Bridge of Light
Arthur sat in his wingback chair, the iPhone feeling like a smooth, dark stone in his weathered hands. His granddaughter Sarah had given it to him yesterday, explaining that his old flip phone was practically an artifact. At seventy-eight, Arthur felt like one himself sometimes—a living museum of memories stored in aging tissue.
He tapped the screen tentatively, and it bloomed with light. Sarah had loaded contacts for him, and there, near the top, was a name that stopped his breath: Eleanor.
They hadn't spoken in fifty-five years. Since the summer of 1968, when they were nineteen and the world felt vast and wild. That was the summer they spent every dawn **running** along the California coast, Eleanor's laugh cutting through the salt air like seabirds. That August, they'd gone **swimming** in the Pacific at midnight, baptism by moonlight, both knowing he was leaving for Vietnam in September.
"Are you still there?" he'd asked her afterward, standing waist-deep in the phosphorescent surf.
"Always," she'd said.
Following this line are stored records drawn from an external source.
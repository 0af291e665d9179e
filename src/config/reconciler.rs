//! Reconciler configuration

use serde::{Deserialize, Serialize};
use std::path::PathBuf;
use std::time::Duration;

/// Shortest accepted pass deadline, batch timeout or interval, in seconds
pub const MIN_PERIOD_SECS: f64 = 0.001;

/// Longest accepted pass deadline, batch timeout or interval (one year), in seconds
pub const MAX_PERIOD_SECS: f64 = 31_536_000.0;

/// Configuration for reconciliation passes
#[derive(Debug, Clone, Serialize, Deserialize)]
#[serde(default)]
pub struct ReconcilerConfig {
    /// Log level (error, warn, info, debug, trace)
    pub log_level: String,

    /// Path to the SQLite database file
    pub database: Option<String>,

    /// Seconds between reconciliation passes
    pub interval_secs: f64,

    /// Deadline for a single pass. Batches still in flight are abandoned.
    pub pass_timeout_secs: f64,

    /// Deadline for one provider query. An expired query fails only its batch.
    pub batch_timeout_secs: f64,

    /// Number of provider batches queried at the same time
    pub max_concurrent_batches: usize,

    /// Retry policy for provider status queries
    pub retry: RetryConfig,

    /// Logging configuration
    pub logging: LoggingConfig,
}

impl Default for ReconcilerConfig {
    fn default() -> Self {
        Self {
            log_level: "info".to_string(),
            database: None,
            interval_secs: 60.0,
            pass_timeout_secs: 300.0,
            batch_timeout_secs: 120.0,
            max_concurrent_batches: 4,
            retry: RetryConfig::default(),
            logging: LoggingConfig::default(),
        }
    }
}

impl ReconcilerConfig {
    pub fn pass_timeout(&self) -> Duration {
        period(self.pass_timeout_secs)
    }

    pub fn batch_timeout(&self) -> Duration {
        period(self.batch_timeout_secs)
    }

    pub fn interval(&self) -> Duration {
        period(self.interval_secs)
    }
}

/// Whether `secs` is usable as a deadline or interval
pub fn is_valid_period(secs: f64) -> bool {
    secs.is_finite() && (MIN_PERIOD_SECS..=MAX_PERIOD_SECS).contains(&secs)
}

/// Convert seconds to a non-zero duration, clamping out-of-range and NaN values
fn period(secs: f64) -> Duration {
    let secs = secs.max(MIN_PERIOD_SECS).min(MAX_PERIOD_SECS);
    Duration::try_from_secs_f64(secs).unwrap_or(Duration::from_millis(1))
}

/// Bounded exponential backoff for provider calls
#[derive(Debug, Clone, Serialize, Deserialize, PartialEq)]
#[serde(default)]
pub struct RetryConfig {
    /// Total attempts including the first one
    pub max_attempts: u32,

    pub initial_backoff_ms: u64,

    pub max_backoff_ms: u64,

    /// Factor applied to the delay after each failed attempt
    pub multiplier: f64,
}

impl Default for RetryConfig {
    fn default() -> Self {
        Self {
            max_attempts: 10,
            initial_backoff_ms: 500,
            max_backoff_ms: 30_000,
            multiplier: 2.0,
        }
    }
}

impl RetryConfig {
    /// Delay to wait after the given failed attempt (1-based)
    pub fn backoff(&self, attempt: u32) -> Duration {
        let exponent = attempt.saturating_sub(1).min(32) as i32;
        let delay = self.initial_backoff_ms as f64 * self.multiplier.powi(exponent);
        Duration::from_millis(delay.min(self.max_backoff_ms as f64) as u64)
    }
}

/// Logging configuration for the reconciler
#[derive(Debug, Clone, Serialize, Deserialize, Default)]
#[serde(default)]
pub struct LoggingConfig {
    /// Directory for log files (enables daily rotated file logging)
    pub log_dir: Option<PathBuf>,

    /// Use JSON format for log files
    pub json_logs: bool,
}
But always had turned out to be three weeks.
Arthur's thumb hovered over the name. What would he say? 'Hello, old friend. Sorry I never called after the war. Sorry I married someone else and lived a whole life without you.' The iPhone waited, patient as a stone, holding possibilities heavier than its few ounces should bear.
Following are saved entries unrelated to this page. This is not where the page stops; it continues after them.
//! Runs the EC2 status client against a stand-in `aws` executable
#![cfg(unix)]

use fleetkeeper::cloud::{
    Ec2CliClient, PROVIDER_EC2, ProviderRegistry, ProviderStatus, StatusClient,
};
use fleetkeeper::config::{Ec2Config, RetryConfig};
use fleetkeeper::hosts::SqliteHostStore;
use fleetkeeper::models::{HostModel, HostStatus};
use fleetkeeper::reconcile::CloudHostReadyJob;
use std::fs;
use std::os::unix::fs::PermissionsExt;
use std::path::Path;
use std::sync::Arc;
use tempfile::TempDir;

const FAKE_AWS: &str = r#"#!/bin/sh
echo "$@" >> "$(dirname "$0")/calls.log"
case "$*" in
  *i-missing*)
    echo "An error occurred (InvalidInstanceID.NotFound) when calling the DescribeInstances operation: The instance IDs 'i-missing, i-gone' do not exist" >&2
    exit 254
    ;;
  *i-denied*)
    echo "An error occurred (UnauthorizedOperation) when calling the DescribeInstances operation: You are not authorized to perform this operation." >&2
    exit 254
    ;;
  *)
    printf 'i-aaa\trunning\ni-bbb\tpending\n'
    ;;
esac
"#;

fn write_fake_aws(dir: &Path) -> String {
    let path = dir.join("aws");
    fs::write(&path, FAKE_AWS).unwrap();
    fs::set_permissions(&path, fs::Permissions::from_mode(0o755)).unwrap();
    path.to_string_lossy().into_owned()
}

fn single_attempt() -> RetryConfig {
    RetryConfig {
        max_attempts: 1,
        ..Default::default()
    }
}

fn ec2_host(id: &str, region: &str) -> HostModel {
    HostModel::new(id, PROVIDER_EC2, HostStatus::Starting).with_region(region)
}

// One test drives every scenario so the script is written once per process
#[tokio::test]
async fn test_ec2_cli_client_end_to_end() {
    let temp_dir = TempDir::new().unwrap();
    let config = Ec2Config {
        enabled: true,
        aws_bin: write_fake_aws(temp_dir.path()),
        profile: Some("fleet".to_string()),
    };
    let client = Arc::new(Ec2CliClient::new(&config, single_attempt()));

    // Direct query
    let ids = vec!["i-aaa".to_string(), "i-bbb".to_string()];
    let statuses = client.fetch_statuses("us-east-1", &ids).await.unwrap();
    assert_eq!(statuses["i-aaa"], ProviderStatus::Running);
    assert_eq!(statuses["i-bbb"], ProviderStatus::Initializing);

    let calls = fs::read_to_string(temp_dir.path().join("calls.log")).unwrap();
    assert_eq!(calls.lines().count(), 1);
    assert!(calls.contains("ec2 describe-instances --output text"));
    assert!(calls.contains("--region us-east-1 --profile fleet --instance-ids i-aaa i-bbb"));

    // Rejections carry the CLI's stderr
    let err = client
        .fetch_statuses("eu-west-1", &["i-denied".to_string()])
        .await
        .unwrap_err();
    assert!(!err.is_retryable());
    assert!(err.to_string().contains("UnauthorizedOperation"));

    // Full pass
    let store = Arc::new(SqliteHostStore::in_memory().await.unwrap());
    for host in [
        ec2_host("i-aaa", "us-east-1"),
        ec2_host("i-bbb", "us-east-1"),
        ec2_host("i-missing", "us-west-2"),
        ec2_host("i-gone", "us-west-2"),
        ec2_host("i-denied", "eu-west-1"),
    ] {
        store.insert_host(&host).await.unwrap();
    }

    let mut registry = ProviderRegistry::new();
    registry.register(PROVIDER_EC2, client);
    let mut job = CloudHostReadyJob::new("ec2-pass", store.clone(), registry);
    job.run().await;
    assert!(job.error().is_none());

    let status = |host: Option<HostModel>| host.unwrap().status;
    assert_eq!(
        status(store.get_host("i-aaa").await.unwrap()),
        HostStatus::Provisioning
    );
    assert_eq!(
        status(store.get_host("i-bbb").await.unwrap()),
        HostStatus::Starting
    );
    assert_eq!(
        status(store.get_host("i-missing").await.unwrap()),
        HostStatus::Terminated
    );
    assert_eq!(
        status(store.get_host("i-gone").await.unwrap()),
        HostStatus::Terminated
    );
    assert_eq!(
        status(store.get_host("i-denied").await.unwrap()),
        HostStatus::Starting
    );

    let report = job.report().unwrap();
    assert_eq!(report.batches_planned, 3);
    assert_eq!(report.batches_reconciled, 1);
    assert_eq!(report.batches_recovered, 1);
    assert_eq!(report.batches_failed, 1);
    assert_eq!(report.failures[0].region, "eu-west-1");
}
Then he noticed something—a small photograph icon next to her contact. He tapped it, and there she was: recent, silver-haired, smiling beside a lake that might have been the one they'd swum in half a century ago. She looked happy. She looked alive.
A notification appeared: 'Eleanor Milligan requested to be your friend on Messenger.'
Arthur's hands trembled, not from age but from recognition. She'd found him too. She'd carried the same ghost, the same unfinished story. Some bridges, he realized, never truly collapse—they just wait for someone to finally walk across them.
He pressed 'Accept', and fifty-five years dissolved into light.